Once, I shyly gave her a necklace of flowers (queen-of-the-night for my lily-of-the-eve), bought with my own pocket-money from a hawker-woman at Scandal Point. ‘I don’t wear flowers,’ Evelyn Lilith said, and tossed the unwanted chain into the air, spearing it before it fell with a pellet from her unerring Daisy air-pistol. Destroying flowers with a Daisy, she served notice that she was not to be manacled, not even by a necklace: she was our capricious, whirligig Lill-of-the-Hill. And also Eve. The Adam’s-apple of my eye. (ibidem)

La punizione per la sua prepotenza è, come nel caso precedente, l’esposizione attraverso il ridicolo della descrizione, per mezzo della trascrizione del suo difetto di pronuncia misto a un terribile accento yankee (“‘Hey, you widda leaky nose! Stop watching the schoopid ball, ya crumb! I’ll showya something worth watching!’, p. 182) e della condensazione definitoria derisoria: la cowgirl in erba (e apparecchio dentale), è definita una “Annie Oakley in tooth-braces” (ibidem).

Abbastanza immediato anche il gioco sulla polisemia del termine “Indians”, che vale sia per la nazionalità dei bambini angariati che per il ruolo che questi vengono ad assumere nella visione colonialista da americano della frontiera di Evie: “‘From now on, there’s a new big chief around here. Okay, Indians? Any arguments?’” (183).

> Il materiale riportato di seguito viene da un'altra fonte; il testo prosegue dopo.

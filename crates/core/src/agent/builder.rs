use recruit_agent_model::ModelProvider;

use super::{Agent, TranscriptSource};
use crate::model_client::ModelClient;
use crate::tool::{Registry as ToolRegistry, Tool};

const DEFAULT_MAX_TURNS: usize = 25;

/// [`Agent`] builder.
pub struct AgentBuilder {
    model_client: ModelClient,
    tools: ToolRegistry,
    system_prompt: Option<String>,
    max_turns: Option<usize>,
    on_transcript: Option<super::TranscriptFn>,
}

impl AgentBuilder {
    /// Creates a new builder with the specified model provider.
    #[inline]
    pub fn with_model_provider<P: ModelProvider + 'static>(
        provider: P,
    ) -> Self {
        Self {
            model_client: ModelClient::new(provider),
            tools: Default::default(),
            system_prompt: None,
            max_turns: Some(DEFAULT_MAX_TURNS),
            on_transcript: None,
        }
    }

    /// Sets the system instruction sent ahead of the history in every
    /// model request.
    #[inline]
    pub fn with_system_prompt<S: Into<String>>(mut self, prompt: S) -> Self {
        self.system_prompt = Some(prompt.into());
        self
    }

    /// Limits how many times the model is called in one run, 25 by
    /// default. `None` removes the limit.
    #[inline]
    pub fn with_max_turns(mut self, max_turns: Option<usize>) -> Self {
        self.max_turns = max_turns;
        self
    }

    /// Attaches a callback to be invoked with the input, every model reply
    /// and the name of every tool that runs.
    #[inline]
    pub fn on_transcript(
        mut self,
        on_transcript: impl Fn(&str, TranscriptSource) + Send + Sync + 'static,
    ) -> Self {
        self.on_transcript = Some(Box::new(on_transcript));
        self
    }

    /// Registers a tool.
    #[inline]
    pub fn with_tool<T: Tool>(mut self, tool: T) -> Self {
        self.tools.add_tool(tool);
        self
    }

    /// Builds the agent.
    #[inline]
    pub fn build(self) -> Agent {
        Agent {
            model_client: self.model_client,
            tools: self.tools,
            system_prompt: self.system_prompt,
            max_turns: self.max_turns,
            on_transcript: self.on_transcript,
        }
    }
}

Come in ogni (parodia) western che si rispetti, l’episodio si concluderà con una sfida all’ultimo sangue, per garantire a uno dei due contendenti la permanenza in una città troppo piccola per entrambi. A opporsi ad Evie sarà Brass Monkey, la sorella di Saleem. In questo caso il comico gioca sulle convenzioni di genere e sull’inadeguatezza del materiale. La preparazione del duello, infatti, ha un tono epico che va a sgonfiarsi quando viene descritta la vera e propria tenzone, una prosaica rissa tra due bambine.

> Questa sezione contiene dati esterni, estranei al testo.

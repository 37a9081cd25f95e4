use std::fmt::{self, Display};

use serde::{Deserialize, Serialize};

/// Broad classification of a provider failure.
#[derive(Clone, Copy, Debug, PartialEq, Eq, Hash, Serialize, Deserialize)]
pub enum ErrorKind {
    /// The provider refused the content.
    Moderated,
    /// Too many requests were sent to the provider.
    RateLimitExceeded,
    /// The credentials were rejected.
    Unauthorized,
    /// Any other errors.
    Other,
}

impl Display for ErrorKind {
    fn fmt(&self, f: &mut fmt::Formatter<'_>) -> fmt::Result {
        match self {
            ErrorKind::Moderated => write!(f, "content moderated"),
            ErrorKind::RateLimitExceeded => write!(f, "rate limit exceeded"),
            ErrorKind::Unauthorized => write!(f, "unauthorized"),
            ErrorKind::Other => write!(f, "provider error"),
        }
    }
}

È il caso di spendere due parole anche per la vincitrice della contesa, Brass Monkey, uno dei pochi personaggi a difettare di tratti caricaturali fisici (a meno che non si voglia considerare tale – e probabilmente per la complessione indiana lo è – la folta criniera rosso tiziano che le è valsa il soprannome), che compensa questa carenza con un’abitudine sviluppata fin dalla più tenera età al fine di conquistare l’attenzione degli adulti: dar fuoco alle loro calzature:

my sister the Brass Monkey developed the curious habit of setting fire to shoes. […] Obliged to fight for attention, possessed by her need to place herself at the centre of events, even of unpleasant ones (she was my sister, after all; but no prime minister wrote letters to her, no sadhus watched her from their places under garden taps; unprophesied, un-photographed, her life was a struggle from the start), she carried her war into the world of footwear, hoping, perhaps, that by burning our shoes she would make us stand still long enough to notice that she was there ... she made no attempt at concealing her crimes. When my father entered his room to find a pair of black Oxfords on fire, the Brass Monkey was standing over them, match in hand. His nostrils were assailed by the unprecedented odour of ignited boot-leather, mingled with Cherry Blossom boot-polish and a little Three-In-One oil ... ‘Look, Abba!’ the Monkey said charmingly, ‘Look how pretty – just the exact colour of my hair!’

Despite all precautions, the merry red flowers of my sister’s obsession blossomed all over the Estate that summer, blooming in the sandals of Nussie-the-duck and the film-magnate footwear of Homi Catrack; hair- coloured flames licked at Mr Dubash’s down-at-heel suedes and at Lila Sabarmati’s stiletto heels. Despite the concealment of matches and the vigilance of servants, the Brass Monkey found her ways, undeterred by punishment and threats. For one year, on and off, Methwold’s Estate was assailed by the fumes of incendiarized shoes; until her hair darkened into anonymous brown, and she seemed to lose interest in matches. (150)

Con questo tipo di comico ritorniamo al piacere bachtiniano della rimozione dalle costrizioni: qua non ridiamo di Brass Monkey ma con lei. Il suo gesto anarchico di rivolta liberatrice contro il potere adulto ci permette di godere, anche se solo per un momento e per interposta persona, del piacere dell’abbandono ai più piacevoli istinti antisociali.